** Opening RECORDS SHOWN block **
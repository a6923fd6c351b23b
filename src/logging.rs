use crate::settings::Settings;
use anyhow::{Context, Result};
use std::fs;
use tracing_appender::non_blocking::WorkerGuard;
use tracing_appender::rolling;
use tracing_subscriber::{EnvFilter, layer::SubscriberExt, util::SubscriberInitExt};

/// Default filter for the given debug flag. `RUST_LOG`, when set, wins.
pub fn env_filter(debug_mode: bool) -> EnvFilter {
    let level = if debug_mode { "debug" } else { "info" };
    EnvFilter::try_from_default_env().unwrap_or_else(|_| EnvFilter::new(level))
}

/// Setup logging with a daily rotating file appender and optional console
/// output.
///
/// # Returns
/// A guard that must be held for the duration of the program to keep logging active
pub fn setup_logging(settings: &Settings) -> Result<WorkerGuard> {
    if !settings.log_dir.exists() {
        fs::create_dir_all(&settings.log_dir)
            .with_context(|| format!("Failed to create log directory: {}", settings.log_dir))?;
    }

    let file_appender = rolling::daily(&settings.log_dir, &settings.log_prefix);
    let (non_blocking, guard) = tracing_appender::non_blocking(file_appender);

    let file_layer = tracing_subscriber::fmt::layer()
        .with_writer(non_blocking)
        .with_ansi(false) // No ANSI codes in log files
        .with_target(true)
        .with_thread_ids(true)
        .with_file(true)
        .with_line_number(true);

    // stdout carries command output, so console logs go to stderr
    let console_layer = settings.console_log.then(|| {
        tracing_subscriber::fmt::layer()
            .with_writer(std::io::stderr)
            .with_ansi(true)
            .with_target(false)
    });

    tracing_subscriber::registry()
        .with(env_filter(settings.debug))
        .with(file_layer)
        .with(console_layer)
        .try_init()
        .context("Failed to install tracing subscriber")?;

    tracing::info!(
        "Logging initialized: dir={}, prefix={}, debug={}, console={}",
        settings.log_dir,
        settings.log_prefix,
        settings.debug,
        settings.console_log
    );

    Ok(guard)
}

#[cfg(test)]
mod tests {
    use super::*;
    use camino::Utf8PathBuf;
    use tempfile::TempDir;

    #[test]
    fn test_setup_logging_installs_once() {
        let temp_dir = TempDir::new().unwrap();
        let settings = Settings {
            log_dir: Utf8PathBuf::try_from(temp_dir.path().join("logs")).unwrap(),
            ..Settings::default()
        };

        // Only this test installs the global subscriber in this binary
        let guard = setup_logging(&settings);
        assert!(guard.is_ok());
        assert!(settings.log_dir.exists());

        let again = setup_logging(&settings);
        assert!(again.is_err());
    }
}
** Closing RECORDS SHOWN block **
Determine the number of lines above holding the string "stderr". Reply with it and nothing more.

2